Ceramic materials have excellent corrosion and mechanical properties that make them very attractive for high-temperature applications. However, current processing techniques for microdevices made of ceramics are even more expensive than silicon technology. Most of these processes require sintering at a high temperature accompanied by a linear shrinkage of more than 20%, a process that is very difficult to accurately model, and therefore the component dimensions are difficult to control to required tolerances.

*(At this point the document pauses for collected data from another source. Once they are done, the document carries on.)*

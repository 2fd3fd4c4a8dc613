//! The in-progress log record edited by the wizard.

use std::collections::BTreeSet;
use std::fmt;
use std::str::FromStr;

use serde::{Deserialize, Serialize};

use super::drug::DrugRecord;

/// How urgent the caller's request is.
#[derive(Debug, Clone, Copy, Default, Serialize, Deserialize, PartialEq, Eq, Hash)]
#[serde(rename_all = "lowercase")]
pub enum UrgencyLevel {
    Low,
    #[default]
    Normal,
    High,
    Emergency,
}

impl UrgencyLevel {
    pub fn as_str(&self) -> &'static str {
        match self {
            UrgencyLevel::Low => "low",
            UrgencyLevel::Normal => "normal",
            UrgencyLevel::High => "high",
            UrgencyLevel::Emergency => "emergency",
        }
    }
}

impl fmt::Display for UrgencyLevel {
    fn fmt(&self, f: &mut fmt::Formatter<'_>) -> fmt::Result {
        f.write_str(self.as_str())
    }
}

impl FromStr for UrgencyLevel {
    type Err = String;

    fn from_str(s: &str) -> Result<Self, Self::Err> {
        match s.trim().to_lowercase().as_str() {
            "low" => Ok(UrgencyLevel::Low),
            "normal" => Ok(UrgencyLevel::Normal),
            "high" => Ok(UrgencyLevel::High),
            "emergency" => Ok(UrgencyLevel::Emergency),
            other => Err(format!("Unknown urgency level: {}", other)),
        }
    }
}

/// Free-text fields of a draft.
#[derive(Debug, Clone, Copy, Serialize, Deserialize, PartialEq, Eq, Hash, PartialOrd, Ord)]
pub enum TextField {
    // Call context
    TimeOfCall,
    Site,
    CallerName,
    CallerDesignation,
    MeetsCriteria,
    RequestType,
    ClinicDepartment,
    // Clinical detail
    InquiryDetails,
    PatientId,
    PatientName,
    PatientDob,
    PatientWard,
    ClinicalImpact,
    InterventionType,
    // Resolution
    TimeSpent,
    MilesTraveled,
    RestTime,
    FollowUpDate,
    Resolution,
}

impl TextField {
    /// Human-readable label, as shown next to the input.
    pub fn label(&self) -> &'static str {
        match self {
            TextField::TimeOfCall => "Time of call",
            TextField::Site => "Site",
            TextField::CallerName => "Caller name",
            TextField::CallerDesignation => "Caller designation",
            TextField::MeetsCriteria => "Meets on-call criteria",
            TextField::RequestType => "Type of request",
            TextField::ClinicDepartment => "Clinic department",
            TextField::InquiryDetails => "Inquiry details",
            TextField::PatientId => "Patient ID",
            TextField::PatientName => "Patient name",
            TextField::PatientDob => "Patient date of birth",
            TextField::PatientWard => "Patient ward",
            TextField::ClinicalImpact => "Clinical impact",
            TextField::InterventionType => "Intervention type",
            TextField::TimeSpent => "Time spent (minutes)",
            TextField::MilesTraveled => "Miles traveled",
            TextField::RestTime => "Rest time (minutes)",
            TextField::FollowUpDate => "Follow-up date",
            TextField::Resolution => "Resolution/outcome",
        }
    }
}

/// Yes/no fields of a draft.
#[derive(Debug, Clone, Copy, Serialize, Deserialize, PartialEq, Eq, Hash)]
pub enum FlagField {
    PeerReview,
    HospitalVisit,
    CompensatoryRest,
    CallTriage,
    SiteManagerReview,
    FollowUpRequired,
}

/// A single replacement of one draft field.
///
/// Drugs and teams are not here: the selection only grows through
/// [`DraftLogEntry::push_drug`] and teams change through
/// [`DraftLogEntry::toggle_team`].
#[derive(Debug, Clone, PartialEq)]
pub enum FieldUpdate {
    Text(TextField, String),
    Flag(FlagField, bool),
    Urgency(UrgencyLevel),
}

/// An on-call log entry being built up across the wizard steps.
///
/// Conditional values (miles traveled, rest time, follow-up date) are kept
/// even after their governing flag is switched off; [`crate::models::CallLog`]
/// drops them when the entry is submitted.
#[derive(Debug, Clone, Default, Serialize, Deserialize, PartialEq)]
#[serde(rename_all = "camelCase")]
pub struct DraftLogEntry {
    // Call context
    pub time_of_call: String,
    pub site: String,
    pub caller_name: String,
    pub caller_designation: String,
    pub meets_criteria: String,
    pub request_type: String,
    pub clinic_department: String,
    pub urgency_level: UrgencyLevel,

    // Clinical detail
    pub inquiry_details: String,
    pub patient_id: String,
    pub patient_name: String,
    #[serde(rename = "patientDOB")]
    pub patient_dob: String,
    pub patient_ward: String,
    /// Selection order is preserved; repeats are allowed.
    pub selected_drugs: Vec<DrugRecord>,
    pub peer_review: bool,
    pub clinical_impact: String,
    pub intervention_type: String,

    // Resolution
    pub time_spent: String,
    pub hospital_visit: bool,
    pub miles_traveled: String,
    pub compensatory_rest: bool,
    pub rest_time: String,
    pub notify_teams: BTreeSet<String>,
    pub call_triage: bool,
    pub site_manager_review: bool,
    pub follow_up_required: bool,
    pub follow_up_date: String,
    pub resolution: String,
}

impl DraftLogEntry {
    /// Create an empty draft.
    pub fn new() -> Self {
        Self::default()
    }

    /// Read a text field.
    pub fn text(&self, field: TextField) -> &str {
        match field {
            TextField::TimeOfCall => &self.time_of_call,
            TextField::Site => &self.site,
            TextField::CallerName => &self.caller_name,
            TextField::CallerDesignation => &self.caller_designation,
            TextField::MeetsCriteria => &self.meets_criteria,
            TextField::RequestType => &self.request_type,
            TextField::ClinicDepartment => &self.clinic_department,
            TextField::InquiryDetails => &self.inquiry_details,
            TextField::PatientId => &self.patient_id,
            TextField::PatientName => &self.patient_name,
            TextField::PatientDob => &self.patient_dob,
            TextField::PatientWard => &self.patient_ward,
            TextField::ClinicalImpact => &self.clinical_impact,
            TextField::InterventionType => &self.intervention_type,
            TextField::TimeSpent => &self.time_spent,
            TextField::MilesTraveled => &self.miles_traveled,
            TextField::RestTime => &self.rest_time,
            TextField::FollowUpDate => &self.follow_up_date,
            TextField::Resolution => &self.resolution,
        }
    }

    fn text_mut(&mut self, field: TextField) -> &mut String {
        match field {
            TextField::TimeOfCall => &mut self.time_of_call,
            TextField::Site => &mut self.site,
            TextField::CallerName => &mut self.caller_name,
            TextField::CallerDesignation => &mut self.caller_designation,
            TextField::MeetsCriteria => &mut self.meets_criteria,
            TextField::RequestType => &mut self.request_type,
            TextField::ClinicDepartment => &mut self.clinic_department,
            TextField::InquiryDetails => &mut self.inquiry_details,
            TextField::PatientId => &mut self.patient_id,
            TextField::PatientName => &mut self.patient_name,
            TextField::PatientDob => &mut self.patient_dob,
            TextField::PatientWard => &mut self.patient_ward,
            TextField::ClinicalImpact => &mut self.clinical_impact,
            TextField::InterventionType => &mut self.intervention_type,
            TextField::TimeSpent => &mut self.time_spent,
            TextField::MilesTraveled => &mut self.miles_traveled,
            TextField::RestTime => &mut self.rest_time,
            TextField::FollowUpDate => &mut self.follow_up_date,
            TextField::Resolution => &mut self.resolution,
        }
    }

    /// Read a yes/no field.
    pub fn flag(&self, field: FlagField) -> bool {
        match field {
            FlagField::PeerReview => self.peer_review,
            FlagField::HospitalVisit => self.hospital_visit,
            FlagField::CompensatoryRest => self.compensatory_rest,
            FlagField::CallTriage => self.call_triage,
            FlagField::SiteManagerReview => self.site_manager_review,
            FlagField::FollowUpRequired => self.follow_up_required,
        }
    }

    fn flag_mut(&mut self, field: FlagField) -> &mut bool {
        match field {
            FlagField::PeerReview => &mut self.peer_review,
            FlagField::HospitalVisit => &mut self.hospital_visit,
            FlagField::CompensatoryRest => &mut self.compensatory_rest,
            FlagField::CallTriage => &mut self.call_triage,
            FlagField::SiteManagerReview => &mut self.site_manager_review,
            FlagField::FollowUpRequired => &mut self.follow_up_required,
        }
    }

    /// Whether a text field holds anything other than whitespace.
    pub fn is_filled(&self, field: TextField) -> bool {
        !self.text(field).trim().is_empty()
    }

    /// Replace one field, leaving every other field untouched.
    pub fn apply(&mut self, update: FieldUpdate) {
        match update {
            FieldUpdate::Text(field, value) => *self.text_mut(field) = value,
            FieldUpdate::Flag(field, value) => *self.flag_mut(field) = value,
            FieldUpdate::Urgency(level) => self.urgency_level = level,
        }
    }

    /// Append a drug to the selection.
    pub fn push_drug(&mut self, drug: DrugRecord) {
        self.selected_drugs.push(drug);
    }

    /// Add the team if absent, remove it if present.
    ///
    /// Returns whether the team is in the set afterwards.
    pub fn toggle_team(&mut self, team: &str) -> bool {
        if self.notify_teams.remove(team) {
            false
        } else {
            self.notify_teams.insert(team.to_string());
            true
        }
    }
}

#[cfg(test)]
mod tests {
    use super::*;

    #[test]
    fn test_new_draft_defaults() {
        let draft = DraftLogEntry::new();
        assert_eq!(draft.urgency_level, UrgencyLevel::Normal);
        assert!(draft.selected_drugs.is_empty());
        assert!(draft.notify_teams.is_empty());
        assert!(!draft.hospital_visit);
        assert!(!draft.is_filled(TextField::CallerName));
    }

    #[test]
    fn test_apply_replaces_only_target_field() {
        let mut draft = DraftLogEntry::new();
        draft.site = "central".into();

        draft.apply(FieldUpdate::Text(TextField::CallerName, "Dr. Smith".into()));

        assert_eq!(draft.caller_name, "Dr. Smith");
        assert_eq!(draft.site, "central");
        assert_eq!(draft.text(TextField::CallerName), "Dr. Smith");
    }

    #[test]
    fn test_apply_flag_and_urgency() {
        let mut draft = DraftLogEntry::new();
        draft.apply(FieldUpdate::Flag(FlagField::HospitalVisit, true));
        draft.apply(FieldUpdate::Urgency(UrgencyLevel::Emergency));

        assert!(draft.flag(FlagField::HospitalVisit));
        assert!(!draft.flag(FlagField::CompensatoryRest));
        assert_eq!(draft.urgency_level, UrgencyLevel::Emergency);
    }

    #[test]
    fn test_conditional_value_survives_flag_off() {
        let mut draft = DraftLogEntry::new();
        draft.apply(FieldUpdate::Flag(FlagField::HospitalVisit, true));
        draft.apply(FieldUpdate::Text(TextField::MilesTraveled, "12".into()));
        draft.apply(FieldUpdate::Flag(FlagField::HospitalVisit, false));

        assert_eq!(draft.miles_traveled, "12");
    }

    #[test]
    fn test_whitespace_is_not_filled() {
        let mut draft = DraftLogEntry::new();
        draft.apply(FieldUpdate::Text(TextField::Resolution, "   ".into()));
        assert!(!draft.is_filled(TextField::Resolution));
    }

    #[test]
    fn test_toggle_team() {
        let mut draft = DraftLogEntry::new();
        assert!(draft.toggle_team("ICU"));
        assert!(draft.notify_teams.contains("ICU"));
        assert!(!draft.toggle_team("ICU"));
        assert!(draft.notify_teams.is_empty());
    }

    #[test]
    fn test_duplicate_drugs_kept_in_order() {
        let mut draft = DraftLogEntry::new();
        let para = DrugRecord::new(1, "Paracetamol", "PAR001", "BNF");
        let ibu = DrugRecord::new(2, "Ibuprofen", "IBU001", "BNF");
        draft.push_drug(para.clone());
        draft.push_drug(ibu.clone());
        draft.push_drug(para.clone());

        assert_eq!(draft.selected_drugs, vec![para.clone(), ibu, para]);
    }

    #[test]
    fn test_serialized_field_names() {
        let mut draft = DraftLogEntry::new();
        draft.patient_dob = "1980-01-01".into();
        let json = serde_json::to_value(&draft).unwrap();

        assert_eq!(json["patientDOB"], "1980-01-01");
        assert_eq!(json["urgencyLevel"], "normal");
        assert!(json.get("timeOfCall").is_some());
    }

    #[test]
    fn test_urgency_from_str() {
        assert_eq!("High".parse::<UrgencyLevel>(), Ok(UrgencyLevel::High));
        assert!("urgent".parse::<UrgencyLevel>().is_err());
    }
}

Ceramic nanoporous materials are of tremendous interest in the chemical and transportation industry as they are ideal support materials for catalysts and adsorbents in gas-phase processes including chemical reactions, gas refinement/purification and pollution control. The current use of nanomaterials in large-scale industrial processes is primarily in the form of wet or dry packed beds. Packed beds typically consist of catalytic materials (e.g., CeO2, V2O5, Pt) doped into, or deposited on, high surface area powders of a support material like α-Al2O3. Packed bed reactors typically have very high capital and operating costs and are plagued by problems of high pressure drop and low flow rates for designs where the flow is through the bed, and by problems of low efficiency when the flow is over the bed. Further, for packed bed scrubbers used for pollution control to remove toxic gases like Nitrogen oxides (NOx) and sulfur-dioxide (SO2) from stack gases, the gases need to be cooled prior to passing through the packed bed. In automotive applications, currently, the most advanced catalytic converters use palladium and platinum on nanoporous ceramic coatings (CeO2 doped Al2O3) supported on metallic honeycomb structures. The use of the honeycomb support structures is primarily due to the technical difficulties and processing costs associated with monolithic nanoporous ceramic structures. Most conventional ceramic processing techniques to form components with stable structures involve sintering at temperatures above 1,000° C. Exposure to these temperatures significantly lowers the surface area of the fired component.
One known manufacturing technique for certain ceramic components uses phosphate bonding through a chemical reaction between a ceramic powder and phosphoric acid. Phosphate-bonded cements have been around for more than two decades and have largely been used for making refractory bricks for metallurgical furnaces. Phosphate bonded alumina ceramics have also been used for dental applications. The known ceramic component manufacturing processes have been used primarily for large-scale components, such as bricks and other large components. Limitations inherent in known manufacturing techniques render them incapable of forming components having certain desired small feature sizes being reproducible to micrometer accuracy in a molded or cast part.
It would be an improvement in the fabrication art to provide a low-temperature, net-shape (or near net-shape) fabrication technique, based on chemical reaction bonding, that is efficient, cost-effective, scalable, and more environmentally friendly. Desirably, the improved fabricating technique would produce ceramic-based components having reproducible features smaller than about one-tenth of a millimeter, and as small as one micrometer (micron, or 10−6 m), or even smaller. A desirable fabricating technique would replicate features of a mold surface with at least a one micrometer tolerance.